- Your assignment:
Whenever a line below includes the string "reported", show it.
• • •
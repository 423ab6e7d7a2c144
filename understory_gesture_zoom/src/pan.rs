// Copyright 2025 the Understory Authors
// SPDX-License-Identifier: Apache-2.0 OR MIT

use kurbo::Vec2;

use crate::config::ZoomConfig;
use crate::state::TransformState;

/// Outcome of a single pan `change` event.
#[derive(Clone, Copy, Debug, PartialEq)]
pub enum PanUpdate {
    /// The translation was applied.
    Applied {
        /// Live translation after the update.
        translation: Vec2,
    },
    /// The pointer count is outside the accepted range; state is unchanged.
    Gated {
        /// Number of contact points reported with the event.
        pointers: usize,
    },
}

/// Applies two-finger pan lifecycle events to a [`TransformState`].
///
/// Pan deltas are cumulative from the gesture start, so each `change` replaces
/// the in-flight pan offset rather than adding to it.
#[derive(Clone, Copy, Debug, PartialEq, Eq)]
pub struct PanHandler {
    min_pointers: usize,
    max_pointers: usize,
}

impl PanHandler {
    /// Creates a handler gated by the pointer range in `config`.
    #[must_use]
    pub fn new(config: &ZoomConfig) -> Self {
        Self {
            min_pointers: config.pan_min_pointers,
            max_pointers: config.pan_max_pointers,
        }
    }

    /// Applies a cumulative pan `translation` reported with `pointers` contacts.
    ///
    /// The first accepted event opens the lifecycle.
    pub fn change(
        &self,
        state: &mut TransformState,
        translation: Vec2,
        pointers: usize,
    ) -> PanUpdate {
        if pointers < self.min_pointers || pointers > self.max_pointers {
            return PanUpdate::Gated { pointers };
        }
        state.pan_active = true;
        state.pan_offset = translation;
        state.refresh_translation();
        PanUpdate::Applied {
            translation: state.translation,
        }
    }

    /// Closes the pan lifecycle and folds its offset into the committed slot.
    ///
    /// Returns `false` if no pan was open.
    pub fn end(&self, state: &mut TransformState) -> bool {
        if !state.pan_active {
            return false;
        }
        state.pan_active = false;
        state.committed_translation += state.pan_offset;
        state.pan_offset = Vec2::ZERO;
        state.refresh_translation();
        true
    }
}

#[cfg(test)]
mod tests {
    use super::*;

    fn handler() -> PanHandler {
        PanHandler::new(&ZoomConfig::default())
    }

    #[test]
    fn deltas_are_cumulative_from_gesture_start() {
        let mut state = TransformState::new();
        state.committed_translation = Vec2::new(5.0, 5.0);
        state.refresh_translation();

        let pan = handler();
        pan.change(&mut state, Vec2::new(10.0, 0.0), 2);
        pan.change(&mut state, Vec2::new(25.0, -5.0), 2);
        assert_eq!(state.translation(), Vec2::new(30.0, 0.0));
        assert!(state.is_panning());
    }

    #[test]
    fn wrong_pointer_counts_are_gated() {
        let mut state = TransformState::new();
        let pan = handler();

        let one = pan.change(&mut state, Vec2::new(40.0, 40.0), 1);
        assert_eq!(one, PanUpdate::Gated { pointers: 1 });
        let three = pan.change(&mut state, Vec2::new(40.0, 40.0), 3);
        assert_eq!(three, PanUpdate::Gated { pointers: 3 });

        assert!(!state.is_panning());
        assert_eq!(state.translation(), Vec2::ZERO);
    }

    #[test]
    fn end_commits_and_closes() {
        let mut state = TransformState::new();
        let pan = handler();
        pan.change(&mut state, Vec2::new(12.0, -7.0), 2);

        assert!(pan.end(&mut state));
        assert!(!state.is_panning());
        assert_eq!(state.committed_translation(), Vec2::new(12.0, -7.0));
        assert_eq!(state.translation(), Vec2::new(12.0, -7.0));

        assert!(!pan.end(&mut state));
    }

    #[test]
    fn pan_and_pinch_offsets_add() {
        let mut state = TransformState::new();
        state.pinch_offset = Vec2::new(-4.0, 2.0);
        handler().change(&mut state, Vec2::new(10.0, 10.0), 2);
        assert_eq!(state.translation(), Vec2::new(6.0, 12.0));
    }
}
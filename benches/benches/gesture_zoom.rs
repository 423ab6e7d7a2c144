// Copyright 2025 the Understory Authors
// SPDX-License-Identifier: Apache-2.0 OR MIT

use criterion::{
    BatchSize, BenchmarkId, Criterion, Throughput, black_box, criterion_group, criterion_main,
};
use kurbo::{Point, Size, Vec2};
use std::time::Duration;
use understory_gesture_zoom::{BoundsPolicy, GestureZoom, ZoomEvent};

const VIEWPORT: Size = Size::new(1170.0, 2532.0);

/// A simultaneous pinch+pan lifecycle with `steps` change events each.
fn scripted_gesture(steps: usize) -> Vec<ZoomEvent> {
    let focal = Point::new(400.0, 900.0);
    let mut events = vec![ZoomEvent::PinchBegin { focal }];
    for i in 0..steps {
        let t = i as f64 / steps as f64;
        events.push(ZoomEvent::PinchChange {
            scale: 1.0 + 4.0 * t,
            focal,
        });
        events.push(ZoomEvent::PanChange {
            translation: Vec2::new(900.0 * t, -300.0 * t),
            pointers: 2,
        });
    }
    events.push(ZoomEvent::PanEnd);
    events.push(ZoomEvent::PinchEnd);
    events
}

fn bench_gesture_events(c: &mut Criterion) {
    let mut group = c.benchmark_group("gesture_zoom/events");

    for steps in [16usize, 128, 1_024] {
        let events = scripted_gesture(steps);
        group.throughput(Throughput::Elements(events.len() as u64));
        group.bench_with_input(BenchmarkId::from_parameter(steps), &events, |b, events| {
            b.iter_batched(
                || GestureZoom::new(VIEWPORT),
                |mut zoom| {
                    for &event in events {
                        zoom.handle(event);
                    }
                    black_box(zoom.current_transform());
                },
                BatchSize::SmallInput,
            );
        });
    }

    group.finish();
}

fn bench_snap_back(c: &mut Criterion) {
    let mut group = c.benchmark_group("gesture_zoom/snap_back");
    let events = scripted_gesture(32);

    for frame_ms in [8u64, 16, 33] {
        let dt = Duration::from_millis(frame_ms);
        group.bench_with_input(BenchmarkId::new("settle", frame_ms), &dt, |b, &dt| {
            b.iter_batched(
                || {
                    let mut zoom = GestureZoom::new(VIEWPORT);
                    for &event in &events {
                        zoom.handle(event);
                    }
                    zoom
                },
                |mut zoom| {
                    let mut frames = 0_u32;
                    while zoom.tick(dt) {
                        frames += 1;
                    }
                    black_box(frames);
                },
                BatchSize::SmallInput,
            );
        });
    }

    group.finish();
}

fn bench_bounds(c: &mut Criterion) {
    c.bench_function("gesture_zoom/bounds_rest_target", |b| {
        b.iter(|| {
            BoundsPolicy::rest_target(
                black_box(2.5),
                black_box(Vec2::new(1_200.0, -40.0)),
                black_box(VIEWPORT),
            )
        });
    });
}

criterion_group!(
    benches,
    bench_gesture_events,
    bench_snap_back,
    bench_bounds
);
criterion_main!(benches);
• • •
- Answer below:
        /// Number of contact points reported with the event.
    /// Applies a cumulative pan `translation` reported with `pointers` contacts.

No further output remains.